=== Input for this task ===
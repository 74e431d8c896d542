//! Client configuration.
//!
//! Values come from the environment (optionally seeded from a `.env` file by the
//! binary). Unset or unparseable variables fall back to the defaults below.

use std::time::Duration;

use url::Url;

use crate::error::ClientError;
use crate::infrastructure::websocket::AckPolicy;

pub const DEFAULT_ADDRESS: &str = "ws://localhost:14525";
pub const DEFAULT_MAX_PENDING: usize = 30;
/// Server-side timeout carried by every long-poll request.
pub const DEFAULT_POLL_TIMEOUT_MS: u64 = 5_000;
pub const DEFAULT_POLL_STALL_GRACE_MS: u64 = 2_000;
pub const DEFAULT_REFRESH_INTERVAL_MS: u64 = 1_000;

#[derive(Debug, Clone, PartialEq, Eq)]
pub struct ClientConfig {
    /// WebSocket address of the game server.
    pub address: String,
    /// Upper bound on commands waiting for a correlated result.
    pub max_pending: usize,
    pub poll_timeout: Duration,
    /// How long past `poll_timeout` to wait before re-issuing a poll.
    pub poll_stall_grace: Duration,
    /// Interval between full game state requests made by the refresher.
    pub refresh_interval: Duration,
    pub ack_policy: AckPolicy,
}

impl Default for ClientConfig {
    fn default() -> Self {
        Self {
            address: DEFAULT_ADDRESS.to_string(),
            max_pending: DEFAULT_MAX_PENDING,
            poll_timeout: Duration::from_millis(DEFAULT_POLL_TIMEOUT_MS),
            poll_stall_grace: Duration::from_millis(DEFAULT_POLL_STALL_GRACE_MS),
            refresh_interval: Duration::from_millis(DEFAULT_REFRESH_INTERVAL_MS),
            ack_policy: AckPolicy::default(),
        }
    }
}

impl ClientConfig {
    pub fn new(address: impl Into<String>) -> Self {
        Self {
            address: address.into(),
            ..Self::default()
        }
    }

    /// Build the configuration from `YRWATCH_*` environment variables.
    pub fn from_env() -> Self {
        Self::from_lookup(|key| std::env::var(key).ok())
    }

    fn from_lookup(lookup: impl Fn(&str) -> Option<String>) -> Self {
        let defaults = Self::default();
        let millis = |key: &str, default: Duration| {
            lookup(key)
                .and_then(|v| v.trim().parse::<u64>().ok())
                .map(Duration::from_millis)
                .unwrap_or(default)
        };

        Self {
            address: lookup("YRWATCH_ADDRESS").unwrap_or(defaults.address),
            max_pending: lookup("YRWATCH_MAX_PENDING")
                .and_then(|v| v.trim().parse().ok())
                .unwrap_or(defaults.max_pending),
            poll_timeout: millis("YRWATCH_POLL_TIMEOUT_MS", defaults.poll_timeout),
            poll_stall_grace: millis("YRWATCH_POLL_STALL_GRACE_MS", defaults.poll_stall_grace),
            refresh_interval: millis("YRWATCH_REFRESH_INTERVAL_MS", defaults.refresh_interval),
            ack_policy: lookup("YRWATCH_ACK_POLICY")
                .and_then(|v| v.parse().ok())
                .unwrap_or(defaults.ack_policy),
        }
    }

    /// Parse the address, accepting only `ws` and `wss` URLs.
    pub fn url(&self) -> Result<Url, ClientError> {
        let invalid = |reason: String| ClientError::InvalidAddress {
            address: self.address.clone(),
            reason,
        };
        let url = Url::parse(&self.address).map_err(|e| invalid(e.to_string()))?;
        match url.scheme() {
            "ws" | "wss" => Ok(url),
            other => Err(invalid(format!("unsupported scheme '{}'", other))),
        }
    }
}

...

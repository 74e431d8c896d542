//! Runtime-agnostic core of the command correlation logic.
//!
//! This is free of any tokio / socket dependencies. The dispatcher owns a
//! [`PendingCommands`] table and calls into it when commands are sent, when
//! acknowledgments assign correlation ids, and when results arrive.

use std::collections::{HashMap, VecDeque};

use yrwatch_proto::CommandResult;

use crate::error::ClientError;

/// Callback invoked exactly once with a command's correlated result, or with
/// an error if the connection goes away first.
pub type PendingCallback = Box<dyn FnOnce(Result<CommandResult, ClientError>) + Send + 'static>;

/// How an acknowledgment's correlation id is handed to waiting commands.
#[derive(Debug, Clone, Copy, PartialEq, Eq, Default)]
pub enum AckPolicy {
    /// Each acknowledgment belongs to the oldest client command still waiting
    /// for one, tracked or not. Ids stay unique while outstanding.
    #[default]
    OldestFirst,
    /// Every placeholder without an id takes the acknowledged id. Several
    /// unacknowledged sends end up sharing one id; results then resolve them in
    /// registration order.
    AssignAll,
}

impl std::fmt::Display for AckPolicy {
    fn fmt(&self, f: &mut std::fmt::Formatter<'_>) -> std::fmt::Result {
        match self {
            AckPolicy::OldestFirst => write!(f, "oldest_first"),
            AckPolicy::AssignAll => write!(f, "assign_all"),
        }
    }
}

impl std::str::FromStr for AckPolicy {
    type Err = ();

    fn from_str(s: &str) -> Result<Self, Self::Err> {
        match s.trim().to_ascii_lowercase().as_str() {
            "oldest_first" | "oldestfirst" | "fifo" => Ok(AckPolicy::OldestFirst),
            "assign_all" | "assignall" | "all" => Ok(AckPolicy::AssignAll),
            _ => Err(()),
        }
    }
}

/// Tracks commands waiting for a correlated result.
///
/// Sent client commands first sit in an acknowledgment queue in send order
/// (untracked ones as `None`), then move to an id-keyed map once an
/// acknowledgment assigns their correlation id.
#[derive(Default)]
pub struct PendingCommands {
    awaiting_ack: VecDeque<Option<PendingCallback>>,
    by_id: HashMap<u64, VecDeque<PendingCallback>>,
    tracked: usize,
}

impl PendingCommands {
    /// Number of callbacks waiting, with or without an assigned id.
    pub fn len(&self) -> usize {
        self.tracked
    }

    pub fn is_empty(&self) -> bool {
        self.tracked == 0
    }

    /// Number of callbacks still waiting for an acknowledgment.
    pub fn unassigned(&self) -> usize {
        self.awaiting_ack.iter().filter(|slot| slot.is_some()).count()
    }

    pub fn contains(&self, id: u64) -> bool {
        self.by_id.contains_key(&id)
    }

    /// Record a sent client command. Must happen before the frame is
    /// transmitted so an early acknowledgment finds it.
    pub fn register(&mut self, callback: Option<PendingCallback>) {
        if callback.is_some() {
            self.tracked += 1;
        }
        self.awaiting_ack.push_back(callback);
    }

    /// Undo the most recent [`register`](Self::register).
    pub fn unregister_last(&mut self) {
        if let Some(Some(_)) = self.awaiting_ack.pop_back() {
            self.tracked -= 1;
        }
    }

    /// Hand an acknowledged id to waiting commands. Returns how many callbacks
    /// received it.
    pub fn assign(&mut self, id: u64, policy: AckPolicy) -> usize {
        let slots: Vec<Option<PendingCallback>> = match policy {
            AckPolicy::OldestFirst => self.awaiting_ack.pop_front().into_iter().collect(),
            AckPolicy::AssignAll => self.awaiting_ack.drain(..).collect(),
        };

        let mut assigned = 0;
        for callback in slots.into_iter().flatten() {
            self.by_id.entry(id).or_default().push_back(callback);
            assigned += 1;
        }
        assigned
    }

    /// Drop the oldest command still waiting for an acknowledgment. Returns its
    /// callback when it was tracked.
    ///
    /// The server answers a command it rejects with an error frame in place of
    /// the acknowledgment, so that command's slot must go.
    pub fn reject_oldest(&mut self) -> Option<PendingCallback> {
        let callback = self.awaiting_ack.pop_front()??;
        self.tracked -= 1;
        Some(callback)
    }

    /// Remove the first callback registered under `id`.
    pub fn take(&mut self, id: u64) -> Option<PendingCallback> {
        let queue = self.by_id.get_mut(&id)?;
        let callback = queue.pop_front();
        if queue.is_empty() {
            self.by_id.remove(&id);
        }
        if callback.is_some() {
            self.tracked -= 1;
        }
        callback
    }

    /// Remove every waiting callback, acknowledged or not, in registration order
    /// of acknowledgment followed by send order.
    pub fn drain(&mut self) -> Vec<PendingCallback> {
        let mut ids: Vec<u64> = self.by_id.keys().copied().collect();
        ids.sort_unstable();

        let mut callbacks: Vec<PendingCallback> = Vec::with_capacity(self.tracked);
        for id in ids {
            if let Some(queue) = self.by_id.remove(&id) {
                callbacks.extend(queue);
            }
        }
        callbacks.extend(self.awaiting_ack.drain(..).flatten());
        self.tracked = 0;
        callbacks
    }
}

=== Work to complete ===
Take from the material above the lines running from the one with "command correlation logic." through the one with "in send order", and repeat them exactly, with nothing else.

=== Exercise solution ===
//! Runtime-agnostic core of the command correlation logic.
//!
//! This is free of any tokio / socket dependencies. The dispatcher owns a
//! [`PendingCommands`] table and calls into it when commands are sent, when
//! acknowledgments assign correlation ids, and when results arrive.

use std::collections::{HashMap, VecDeque};

use yrwatch_proto::CommandResult;

use crate::error::ClientError;

/// Callback invoked exactly once with a command's correlated result, or with
/// an error if the connection goes away first.
pub type PendingCallback = Box<dyn FnOnce(Result<CommandResult, ClientError>) + Send + 'static>;

/// How an acknowledgment's correlation id is handed to waiting commands.
#[derive(Debug, Clone, Copy, PartialEq, Eq, Default)]
pub enum AckPolicy {
    /// Each acknowledgment belongs to the oldest client command still waiting
    /// for one, tracked or not. Ids stay unique while outstanding.
    #[default]
    OldestFirst,
    /// Every placeholder without an id takes the acknowledged id. Several
    /// unacknowledged sends end up sharing one id; results then resolve them in
    /// registration order.
    AssignAll,
}

impl std::fmt::Display for AckPolicy {
    fn fmt(&self, f: &mut std::fmt::Formatter<'_>) -> std::fmt::Result {
        match self {
            AckPolicy::OldestFirst => write!(f, "oldest_first"),
            AckPolicy::AssignAll => write!(f, "assign_all"),
        }
    }
}

impl std::str::FromStr for AckPolicy {
    type Err = ();

    fn from_str(s: &str) -> Result<Self, Self::Err> {
        match s.trim().to_ascii_lowercase().as_str() {
            "oldest_first" | "oldestfirst" | "fifo" => Ok(AckPolicy::OldestFirst),
            "assign_all" | "assignall" | "all" => Ok(AckPolicy::AssignAll),
            _ => Err(()),
        }
    }
}

/// Tracks commands waiting for a correlated result.
///
/// Sent client commands first sit in an acknowledgment queue in send order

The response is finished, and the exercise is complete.